## WORK INSTRUCTIONS
Take each line from the entries that holds "total" and copy it out.

## DATASET CONTENT

****

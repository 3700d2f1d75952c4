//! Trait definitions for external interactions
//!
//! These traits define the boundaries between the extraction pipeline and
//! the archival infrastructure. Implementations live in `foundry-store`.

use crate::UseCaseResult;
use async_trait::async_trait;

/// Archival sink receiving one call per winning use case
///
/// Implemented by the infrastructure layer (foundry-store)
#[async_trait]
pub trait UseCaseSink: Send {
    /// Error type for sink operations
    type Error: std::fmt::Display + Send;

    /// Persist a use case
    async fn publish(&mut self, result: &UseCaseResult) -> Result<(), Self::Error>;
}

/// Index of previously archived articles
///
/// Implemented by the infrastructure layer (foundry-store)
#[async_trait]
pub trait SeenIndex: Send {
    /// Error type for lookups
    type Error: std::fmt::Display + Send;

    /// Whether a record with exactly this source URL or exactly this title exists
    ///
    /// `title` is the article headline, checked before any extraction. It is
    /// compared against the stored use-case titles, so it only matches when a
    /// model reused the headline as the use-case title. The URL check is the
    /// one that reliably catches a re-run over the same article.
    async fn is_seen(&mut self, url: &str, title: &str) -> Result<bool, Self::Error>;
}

****

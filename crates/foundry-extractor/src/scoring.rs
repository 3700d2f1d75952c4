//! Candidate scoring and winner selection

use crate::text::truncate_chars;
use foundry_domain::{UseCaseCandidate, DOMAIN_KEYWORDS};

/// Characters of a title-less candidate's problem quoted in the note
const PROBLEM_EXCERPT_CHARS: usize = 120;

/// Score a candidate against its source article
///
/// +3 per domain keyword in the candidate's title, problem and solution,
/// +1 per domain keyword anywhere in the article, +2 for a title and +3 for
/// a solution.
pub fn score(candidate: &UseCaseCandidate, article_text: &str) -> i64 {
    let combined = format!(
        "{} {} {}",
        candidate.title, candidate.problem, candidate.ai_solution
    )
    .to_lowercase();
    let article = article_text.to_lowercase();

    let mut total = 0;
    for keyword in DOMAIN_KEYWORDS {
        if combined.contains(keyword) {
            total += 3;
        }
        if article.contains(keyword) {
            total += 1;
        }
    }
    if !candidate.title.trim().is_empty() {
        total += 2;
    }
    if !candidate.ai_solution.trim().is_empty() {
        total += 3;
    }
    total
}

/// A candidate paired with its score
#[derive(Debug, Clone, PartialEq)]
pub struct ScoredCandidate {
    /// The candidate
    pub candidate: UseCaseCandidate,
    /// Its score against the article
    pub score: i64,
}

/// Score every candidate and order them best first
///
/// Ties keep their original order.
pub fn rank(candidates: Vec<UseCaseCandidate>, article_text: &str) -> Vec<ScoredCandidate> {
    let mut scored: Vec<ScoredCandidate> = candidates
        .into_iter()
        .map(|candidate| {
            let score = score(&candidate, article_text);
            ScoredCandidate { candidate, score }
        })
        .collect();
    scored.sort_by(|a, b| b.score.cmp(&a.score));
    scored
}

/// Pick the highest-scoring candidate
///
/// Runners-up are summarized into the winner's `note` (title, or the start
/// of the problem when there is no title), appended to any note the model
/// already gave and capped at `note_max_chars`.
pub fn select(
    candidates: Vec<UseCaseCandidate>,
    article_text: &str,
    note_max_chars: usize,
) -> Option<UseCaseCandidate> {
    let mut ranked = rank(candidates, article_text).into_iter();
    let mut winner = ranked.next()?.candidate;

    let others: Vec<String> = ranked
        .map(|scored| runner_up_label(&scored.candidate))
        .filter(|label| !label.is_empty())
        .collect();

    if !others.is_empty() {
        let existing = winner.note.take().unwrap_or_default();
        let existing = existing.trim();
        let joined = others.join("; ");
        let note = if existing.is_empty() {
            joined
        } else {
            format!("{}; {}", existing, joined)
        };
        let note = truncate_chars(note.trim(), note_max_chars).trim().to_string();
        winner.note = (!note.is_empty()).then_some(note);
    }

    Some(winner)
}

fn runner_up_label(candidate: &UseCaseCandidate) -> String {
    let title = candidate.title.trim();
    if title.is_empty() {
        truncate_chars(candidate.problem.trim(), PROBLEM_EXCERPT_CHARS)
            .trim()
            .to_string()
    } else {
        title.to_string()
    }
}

****

## WRITTEN ANSWER
    let mut total = 0;
            total += 3;
            total += 1;
        total += 2;
        total += 3;
    total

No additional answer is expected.